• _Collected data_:
--*--
#![cfg(feature = "api")]

use std::sync::Mutex;

use base64::Engine;
use base64::engine::general_purpose::STANDARD;
use jofotara::api::{
    ApiConfig, ApiRequest, AUTH_FAILED_MESSAGE, JoFotaraClient, JoFotaraError, RawResponse,
    Transport, TransportError, encode_invoice,
};
use jofotara::core::*;

/// Records every request and answers with a canned result.
struct MockTransport {
    requests: Mutex<Vec<ApiRequest>>,
    answer: Result<RawResponse, TransportError>,
}

impl MockTransport {
    fn answering(status: u16, body: &str) -> Self {
        Self {
            requests: Mutex::new(Vec::new()),
            answer: Ok(RawResponse {
                status,
                body: Some(body.to_string()),
            }),
        }
    }

    fn failing(error: TransportError) -> Self {
        Self {
            requests: Mutex::new(Vec::new()),
            answer: Err(error),
        }
    }

    fn calls(&self) -> usize {
        self.requests.lock().unwrap().len()
    }

    fn last_request(&self) -> ApiRequest {
        self.requests.lock().unwrap().last().cloned().unwrap()
    }
}

impl Transport for MockTransport {
    fn execute(&self, request: &ApiRequest) -> Result<RawResponse, TransportError> {
        self.requests.lock().unwrap().push(request.clone());
        self.answer.clone()
    }
}

const ACCEPTED: &str = r#"{
    "validationResults": {"status": "PASS", "errorMessages": []},
    "invoiceStatus": "SUBMITTED",
    "invoiceNumber": "INV-001",
    "invoiceUUID": "123e4567-e89b-12d3-a456-426614174000",
    "qrCode": "QR-DATA"
}"#;

fn invoice(config: ValidationConfig) -> InvoiceDocument {
    let mut doc = InvoiceDocument::with_config(config);
    doc.basic_information()
        .set_invoice_id("INV-001")
        .unwrap()
        .set_uuid("123e4567-e89b-12d3-a456-426614174000")
        .unwrap()
        .set_issue_date_str("16-02-2025")
        .unwrap()
        .set_invoice_type(InvoiceType::Income)
        .cash();
    doc.seller_information()
        .set_tin("12345678")
        .unwrap()
        .set_name("Test Seller")
        .unwrap();
    doc.buyer_information()
        .set_id("123456789", IdType::TaxId)
        .set_name("Test Buyer")
        .set_city_code(CityCode::Amman);
    doc.supplier_income_source("123456789");
    doc.items()
        .add_item("1")
        .unwrap()
        .set_quantity(1.0)
        .unwrap()
        .set_unit_price(100.0)
        .unwrap()
        .set_description("Test Item")
        .tax(16.0)
        .unwrap();
    doc.invoice_totals().unwrap();
    doc
}

fn inconsistent(config: ValidationConfig) -> InvoiceDocument {
    let mut doc = invoice(config);
    let totals = doc.invoice_totals().unwrap();
    let mut values = totals.values();
    values.payable_amount = Some(50.0);
    totals.replace_values_unchecked(values);
    doc
}

fn decoded_invoice(request: &ApiRequest) -> String {
    let body: serde_json::Value = serde_json::from_str(&request.body).unwrap();
    let encoded = body["invoice"].as_str().unwrap();
    String::from_utf8(STANDARD.decode(encoded).unwrap()).unwrap()
}

// --- Client setup ---

#[test]
fn empty_credentials_rejected() {
    let err = JoFotaraClient::new("", "", MockTransport::answering(200, "{}")).unwrap_err();
    assert!(matches!(err, JoFotaraError::Config(_)));
    assert_eq!(err.to_string(), "JoFotara client ID and secret are required");
}

#[test]
fn custom_endpoint_is_used() {
    let config = ApiConfig {
        endpoint: "https://sandbox.example.test/invoices/".into(),
        ..ApiConfig::default()
    };
    let client = JoFotaraClient::new("id", "secret", MockTransport::answering(200, ACCEPTED))
        .unwrap()
        .with_config(config);
    client.send(&invoice(ValidationConfig::ENABLED)).unwrap();
    assert_eq!(
        client.transport().last_request().url,
        "https://sandbox.example.test/invoices/"
    );
}

// --- Encoding ---

#[test]
fn encoded_invoice_decodes_to_rendered_xml() {
    let doc = invoice(ValidationConfig::ENABLED);
    let encoded = encode_invoice(&doc).unwrap();
    let xml = String::from_utf8(STANDARD.decode(&encoded).unwrap()).unwrap();

    assert_eq!(xml, doc.generate_xml().unwrap());
    for expected in [
        "INV-001",
        "123e4567-e89b-12d3-a456-426614174000",
        "2025-02-16",
        "100.0",
        "16.0",
        "116.0",
        "Test Item",
    ] {
        assert!(xml.contains(expected), "missing {expected}");
    }
}

#[test]
fn inconsistent_totals_encoded_verbatim_when_disabled() {
    let doc = inconsistent(ValidationConfig::DISABLED);
    let xml = String::from_utf8(STANDARD.decode(encode_invoice(&doc).unwrap()).unwrap()).unwrap();
    assert!(xml.contains(r#"<cbc:PayableAmount currencyID="JO">50.000000000</cbc:PayableAmount>"#));
}

// --- Submission ---

#[test]
fn accepted_submission() {
    let client =
        JoFotaraClient::new("client-1", "s3cret", MockTransport::answering(200, ACCEPTED)).unwrap();
    let response = client.send(&invoice(ValidationConfig::ENABLED)).unwrap();

    assert!(response.is_success());
    assert!(!response.has_errors());
    assert_eq!(response.validation_status(), Some("PASS"));
    assert_eq!(response.invoice_status(), Some("SUBMITTED"));
    assert_eq!(response.invoice_number(), Some("INV-001"));
    assert_eq!(
        response.invoice_uuid(),
        Some("123e4567-e89b-12d3-a456-426614174000")
    );
    assert_eq!(response.qr_code(), Some("QR-DATA"));

    let transport = client.transport();
    assert_eq!(transport.calls(), 1);
    let request = transport.last_request();
    assert_eq!(request.header("Client-Id"), Some("client-1"));
    assert_eq!(request.header("Secret-Key"), Some("s3cret"));
    assert_eq!(request.header("content-type"), Some("application/json"));
    assert!(decoded_invoice(&request).contains("<cbc:ID>INV-001</cbc:ID>"));
}

#[test]
fn forbidden_reports_authentication_failure() {
    let client =
        JoFotaraClient::new("id", "wrong", MockTransport::answering(403, "Forbidden")).unwrap();
    let response = client.send(&invoice(ValidationConfig::ENABLED)).unwrap();
    assert!(!response.is_success());
    assert_eq!(response.status_code(), 403);
    assert_eq!(response.errors()[0].message, AUTH_FAILED_MESSAGE);
}

#[test]
fn rejected_submission_keeps_body() {
    let client =
        JoFotaraClient::new("id", "secret", MockTransport::answering(400, "Invalid invoice"))
            .unwrap();
    let response = client.send(&invoice(ValidationConfig::ENABLED)).unwrap();
    assert_eq!(response.errors()[0].message, "Invalid invoice");
    assert_eq!(response.raw_body(), Some("Invalid invoice"));
}

#[test]
fn invalid_invoice_never_reaches_transport() {
    let client =
        JoFotaraClient::new("id", "secret", MockTransport::answering(200, ACCEPTED)).unwrap();
    let err = client
        .send(&inconsistent(ValidationConfig::ENABLED))
        .unwrap_err();
    assert!(matches!(err, JoFotaraError::Validation(_)));
    assert_eq!(err.to_string(), "Invoice totals do not match the sum of line items");
    assert_eq!(client.transport().calls(), 0);
}

#[test]
fn transport_failure_propagates() {
    let client = JoFotaraClient::new(
        "id",
        "secret",
        MockTransport::failing(TransportError::Network("timed out".into())),
    )
    .unwrap();
    let err = client.send(&invoice(ValidationConfig::ENABLED)).unwrap_err();
    assert!(matches!(err, JoFotaraError::Transport(TransportError::Network(_))));
    assert_eq!(client.transport().calls(), 1);
}

#[test]
fn garbled_success_body_is_an_encoding_error() {
    let client =
        JoFotaraClient::new("id", "secret", MockTransport::answering(200, "<html>")).unwrap();
    let err = client.send(&invoice(ValidationConfig::ENABLED)).unwrap_err();
    assert!(matches!(err, JoFotaraError::Encoding(_)));
}

#[test]
fn borrowed_transport_can_be_shared() {
    let transport = MockTransport::answering(200, ACCEPTED);
    let first = JoFotaraClient::new("a", "secret", &transport).unwrap();
    let second = JoFotaraClient::new("b", "secret", &transport).unwrap();
    first.send(&invoice(ValidationConfig::ENABLED)).unwrap();
    second.send(&invoice(ValidationConfig::ENABLED)).unwrap();
    assert_eq!(transport.calls(), 2);
    assert_eq!(transport.last_request().header("Client-Id"), Some("b"));
}
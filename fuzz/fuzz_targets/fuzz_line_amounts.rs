#![no_main]

use jofotara::core::*;
use libfuzzer_sys::fuzz_target;

fuzz_target!(|input: (f64, f64, f64, f64, bool)| {
    let (quantity, price, discount, percent, enabled) = input;
    let mut doc = InvoiceDocument::with_config(ValidationConfig::new(enabled));
    let Ok(item) = doc.items().add_item("1") else {
        return;
    };
    item.set_description("fuzz");
    let _ = item.set_quantity(quantity);
    let _ = item.set_unit_price(price);
    let _ = item.set_discount(discount);
    let _ = item.tax(percent);
    let _ = doc.invoice_totals();
    let _ = doc.generate_xml();
});
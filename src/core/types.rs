use std::fmt;
use std::str::FromStr;

use serde::{Deserialize, Serialize};

use super::error::ValidationError;

/// Tax category of an invoice line, as coded by the JoFotara profile.
#[derive(Debug, Clone, Copy, PartialEq, Eq, Hash, Default, Serialize, Deserialize)]
pub enum TaxCategory {
    /// S: Standard rate, a positive percentage applies.
    #[default]
    Standard,
    /// O: Zero rated, taxable at 0 %.
    ZeroRated,
    /// Z: Exempt from tax.
    Exempt,
}

impl TaxCategory {
    /// Category code letter.
    pub fn code(&self) -> &'static str {
        match self {
            Self::Standard => "S",
            Self::ZeroRated => "O",
            Self::Exempt => "Z",
        }
    }

    /// Parse from the category code letter.
    pub fn from_code(code: &str) -> Option<Self> {
        match code {
            "S" => Some(Self::Standard),
            "O" => Some(Self::ZeroRated),
            "Z" => Some(Self::Exempt),
            _ => None,
        }
    }
}

impl FromStr for TaxCategory {
    type Err = ValidationError;

    fn from_str(s: &str) -> Result<Self, Self::Err> {
        Self::from_code(s)
            .ok_or_else(|| ValidationError::new("tax_category", "Tax category must be Z, O, or S"))
    }
}

impl fmt::Display for TaxCategory {
    fn fmt(&self, f: &mut fmt::Formatter<'_>) -> fmt::Result {
        f.write_str(self.code())
    }
}

/// Scheme of a buyer identification number.
#[derive(Debug, Clone, Copy, PartialEq, Eq, Hash, Serialize, Deserialize)]
pub enum IdType {
    /// NIN: National identification number.
    NationalId,
    /// PN: Passport number.
    Passport,
    /// TIN: Tax identification number.
    TaxId,
}

impl IdType {
    pub const ALL: [IdType; 3] = [Self::NationalId, Self::Passport, Self::TaxId];

    /// Scheme code rendered as `schemeID`.
    pub fn code(&self) -> &'static str {
        match self {
            Self::NationalId => "NIN",
            Self::Passport => "PN",
            Self::TaxId => "TIN",
        }
    }

    pub fn from_code(code: &str) -> Option<Self> {
        Self::ALL.into_iter().find(|t| t.code() == code)
    }
}

impl FromStr for IdType {
    type Err = ValidationError;

    fn from_str(s: &str) -> Result<Self, Self::Err> {
        Self::from_code(s).ok_or_else(|| {
            ValidationError::new(
                "buyer.id_type",
                format!("ID type must be one of: {}", join_codes(Self::ALL.map(|t| t.code()))),
            )
        })
    }
}

impl fmt::Display for IdType {
    fn fmt(&self, f: &mut fmt::Formatter<'_>) -> fmt::Result {
        f.write_str(self.code())
    }
}

/// ISO 3166-2:JO governorate codes accepted for buyer addresses.
#[derive(Debug, Clone, Copy, PartialEq, Eq, Hash, Serialize, Deserialize)]
pub enum CityCode {
    Balqa,
    Maan,
    Madaba,
    Mafraq,
    Karak,
    Jerash,
    Irbid,
    Zarqa,
    Tafilah,
    Aqaba,
    Amman,
    Ajloun,
}

impl CityCode {
    pub const ALL: [CityCode; 12] = [
        Self::Balqa,
        Self::Maan,
        Self::Madaba,
        Self::Mafraq,
        Self::Karak,
        Self::Jerash,
        Self::Irbid,
        Self::Zarqa,
        Self::Tafilah,
        Self::Aqaba,
        Self::Amman,
        Self::Ajloun,
    ];

    pub fn code(&self) -> &'static str {
        match self {
            Self::Balqa => "JO-BA",
            Self::Maan => "JO-MN",
            Self::Madaba => "JO-MD",
            Self::Mafraq => "JO-MA",
            Self::Karak => "JO-KA",
            Self::Jerash => "JO-JA",
            Self::Irbid => "JO-IR",
            Self::Zarqa => "JO-AZ",
            Self::Tafilah => "JO-AT",
            Self::Aqaba => "JO-AQ",
            Self::Amman => "JO-AM",
            Self::Ajloun => "JO-AJ",
        }
    }

    pub fn from_code(code: &str) -> Option<Self> {
        Self::ALL.into_iter().find(|c| c.code() == code)
    }
}

impl FromStr for CityCode {
    type Err = ValidationError;

    fn from_str(s: &str) -> Result<Self, Self::Err> {
        Self::from_code(s).ok_or_else(|| {
            ValidationError::new(
                "buyer.city_code",
                format!("City code must be one of: {}", join_codes(Self::ALL.map(|c| c.code()))),
            )
        })
    }
}

impl fmt::Display for CityCode {
    fn fmt(&self, f: &mut fmt::Formatter<'_>) -> fmt::Result {
        f.write_str(self.code())
    }
}

/// Kind of sale the invoice reports.
#[derive(Debug, Clone, Copy, PartialEq, Eq, Serialize, Deserialize)]
pub enum InvoiceType {
    /// Income invoice (taxpayers not registered for sales tax).
    Income,
    /// General sales tax invoice.
    GeneralSales,
    /// Special sales tax invoice.
    SpecialSales,
}

impl InvoiceType {
    pub const ALL: [InvoiceType; 3] = [Self::Income, Self::GeneralSales, Self::SpecialSales];

    /// Name accepted when parsing.
    pub fn name(&self) -> &'static str {
        match self {
            Self::Income => "income",
            Self::GeneralSales => "general_sales",
            Self::SpecialSales => "special_sales",
        }
    }

    /// Last digit of the invoice type code name.
    pub fn digit(&self) -> char {
        match self {
            Self::Income => '1',
            Self::GeneralSales => '2',
            Self::SpecialSales => '3',
        }
    }
}

impl FromStr for InvoiceType {
    type Err = ValidationError;

    fn from_str(s: &str) -> Result<Self, Self::Err> {
        Self::ALL.into_iter().find(|t| t.name() == s).ok_or_else(|| {
            ValidationError::new(
                "basic.invoice_type",
                format!("Invoice type must be one of: {}", join_codes(Self::ALL.map(|t| t.name()))),
            )
        })
    }
}

/// How the invoice is settled.
#[derive(Debug, Clone, Copy, PartialEq, Eq, Serialize, Deserialize)]
pub enum PaymentMethod {
    Cash,
    Receivable,
}

impl PaymentMethod {
    /// Leading two digits of the invoice type code name.
    pub fn code(&self) -> &'static str {
        match self {
            Self::Cash => "01",
            Self::Receivable => "02",
        }
    }
}

/// Jordanian mobile number: `07` followed by 7, 8 or 9 and seven more digits.
pub fn is_jordanian_mobile(phone: &str) -> bool {
    let bytes = phone.as_bytes();
    bytes.len() == 10
        && bytes.starts_with(b"07")
        && matches!(bytes[2], b'7' | b'8' | b'9')
        && bytes[3..].iter().all(u8::is_ascii_digit)
}

/// Finite and strictly greater than zero. NaN and infinities fail.
pub(crate) fn is_positive(value: f64) -> bool {
    value.is_finite() && value > 0.0
}

/// Finite and not below zero. NaN and infinities fail.
pub(crate) fn is_non_negative(value: f64) -> bool {
    value.is_finite() && value >= 0.0
}

fn join_codes<const N: usize>(codes: [&str; N]) -> String {
    codes.join(", ")
}

#[cfg(test)]
mod tests {
    use super::*;

    #[test]
    fn tax_category_codes() {
        assert_eq!(TaxCategory::Standard.code(), "S");
        assert_eq!(TaxCategory::ZeroRated.code(), "O");
        assert_eq!(TaxCategory::Exempt.code(), "Z");
        assert_eq!("Z".parse::<TaxCategory>().unwrap(), TaxCategory::Exempt);
        assert_eq!(
            "X".parse::<TaxCategory>().unwrap_err().to_string(),
            "Tax category must be Z, O, or S"
        );
    }

    #[test]
    fn id_type_parse() {
        assert_eq!("PN".parse::<IdType>().unwrap(), IdType::Passport);
        assert_eq!(
            "SSN".parse::<IdType>().unwrap_err().to_string(),
            "ID type must be one of: NIN, PN, TIN"
        );
    }

    #[test]
    fn city_codes_are_fixed() {
        assert_eq!(CityCode::ALL.len(), 12);
        for city in CityCode::ALL {
            assert_eq!(CityCode::from_code(city.code()), Some(city));
        }
        assert_eq!("JO-IR".parse::<CityCode>().unwrap(), CityCode::Irbid);
        let err = "JO-XX".parse::<CityCode>().unwrap_err().to_string();
        assert!(err.starts_with("City code must be one of: JO-BA, JO-MN"));
        assert!(err.ends_with("JO-AM, JO-AJ"));
    }

    #[test]
    fn invoice_type_parse() {
        assert_eq!("general_sales".parse::<InvoiceType>().unwrap(), InvoiceType::GeneralSales);
        assert!("refund".parse::<InvoiceType>().is_err());
    }

    #[test]
    fn mobile_numbers() {
        assert!(is_jordanian_mobile("0791234567"));
        assert!(is_jordanian_mobile("0771234567"));
        assert!(is_jordanian_mobile("0781234567"));
        assert!(!is_jordanian_mobile("0761234567"));
        assert!(!is_jordanian_mobile("079123456"));
        assert!(!is_jordanian_mobile("07912345678"));
        assert!(!is_jordanian_mobile("+962791234567"));
        assert!(!is_jordanian_mobile("07912a4567"));
        assert!(!is_jordanian_mobile(""));
    }
}
use super::config::ValidationConfig;
use super::error::SectionResult;

/// A part of the invoice that can check its own completeness and render
/// itself as a UBL fragment.
pub trait InvoiceSection {
    /// Verify that required fields are present and consistent.
    /// A no-op when validation is disabled for the section.
    fn validate_section(&self) -> SectionResult<()>;

    /// Render the section's XML fragment.
    fn to_xml(&self) -> SectionResult<String>;

    /// Apply `config` to this section and everything it owns.
    fn apply_config(&mut self, config: ValidationConfig);

    fn config(&self) -> ValidationConfig;

    fn set_validations_enabled(&mut self, enabled: bool) {
        self.apply_config(ValidationConfig::new(enabled));
    }

    fn validations_enabled(&self) -> bool {
        self.config().enabled
    }
}
//! Configuration values threaded into sections at construction time.

use serde::{Deserialize, Serialize};

use super::error::{SectionResult, ValidationError};

/// Whether numeric and policy checks run for a section.
///
/// Categorical checks (enum membership, tax category codes) always run.
/// A document hands its config to every section it creates and re-applies
/// it to existing sections whenever the flag changes.
#[derive(Debug, Clone, Copy, PartialEq, Eq, Serialize, Deserialize)]
pub struct ValidationConfig {
    pub enabled: bool,
}

impl ValidationConfig {
    pub const ENABLED: Self = Self { enabled: true };
    pub const DISABLED: Self = Self { enabled: false };

    pub fn new(enabled: bool) -> Self {
        Self { enabled }
    }
}

impl Default for ValidationConfig {
    fn default() -> Self {
        Self::ENABLED
    }
}

/// Seller identity shared by many invoices.
#[derive(Debug, Clone, PartialEq, Eq, Serialize, Deserialize)]
pub struct SellerIdentity {
    /// Tax identification number.
    pub tin: String,
    /// Name as registered with the Income and Sales Tax Department.
    pub name: String,
}

/// Default seller identity applied to documents created with it.
///
/// Owned by the caller and passed to
/// [`InvoiceDocument::with_seller_defaults`](super::InvoiceDocument::with_seller_defaults).
/// A document snapshots the identity when it is created, so later
/// `configure`/`clear` calls only affect documents created afterwards.
///
/// ```
/// use jofotara::core::*;
///
/// let mut defaults = SellerDefaults::new();
/// defaults.configure("12345678", "Acme Trading").unwrap();
///
/// let mut invoice = InvoiceDocument::new().with_seller_defaults(&defaults);
/// assert_eq!(invoice.seller_information().tin(), Some("12345678"));
///
/// defaults.clear();
/// let mut next = InvoiceDocument::new().with_seller_defaults(&defaults);
/// assert_eq!(next.seller_information().tin(), None);
/// ```
#[derive(Debug, Clone, Default)]
pub struct SellerDefaults {
    identity: Option<SellerIdentity>,
}

impl SellerDefaults {
    pub fn new() -> Self {
        Self::default()
    }

    /// Set the default TIN and name. Blank values are always rejected.
    pub fn configure(&mut self, tin: &str, name: &str) -> SectionResult<&mut Self> {
        if tin.trim().is_empty() {
            return Err(ValidationError::new("seller.tin", "TIN cannot be empty"));
        }
        if name.trim().is_empty() {
            return Err(ValidationError::new("seller.name", "Seller name cannot be empty"));
        }
        self.identity = Some(SellerIdentity {
            tin: tin.to_string(),
            name: name.to_string(),
        });
        Ok(self)
    }

    /// Forget the configured identity.
    pub fn clear(&mut self) {
        self.identity = None;
    }

    pub fn identity(&self) -> Option<&SellerIdentity> {
        self.identity.as_ref()
    }

    pub fn is_configured(&self) -> bool {
        self.identity.is_some()
    }
}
--*--
• _GOAL OF THE EXERCISE_: Find the lines above that contain the word "Amman" and copy each one.

• _RESULT_:
        .set_city_code(CityCode::Amman);
    Amman,
        Self::Amman,
            Self::Amman => "JO-AM",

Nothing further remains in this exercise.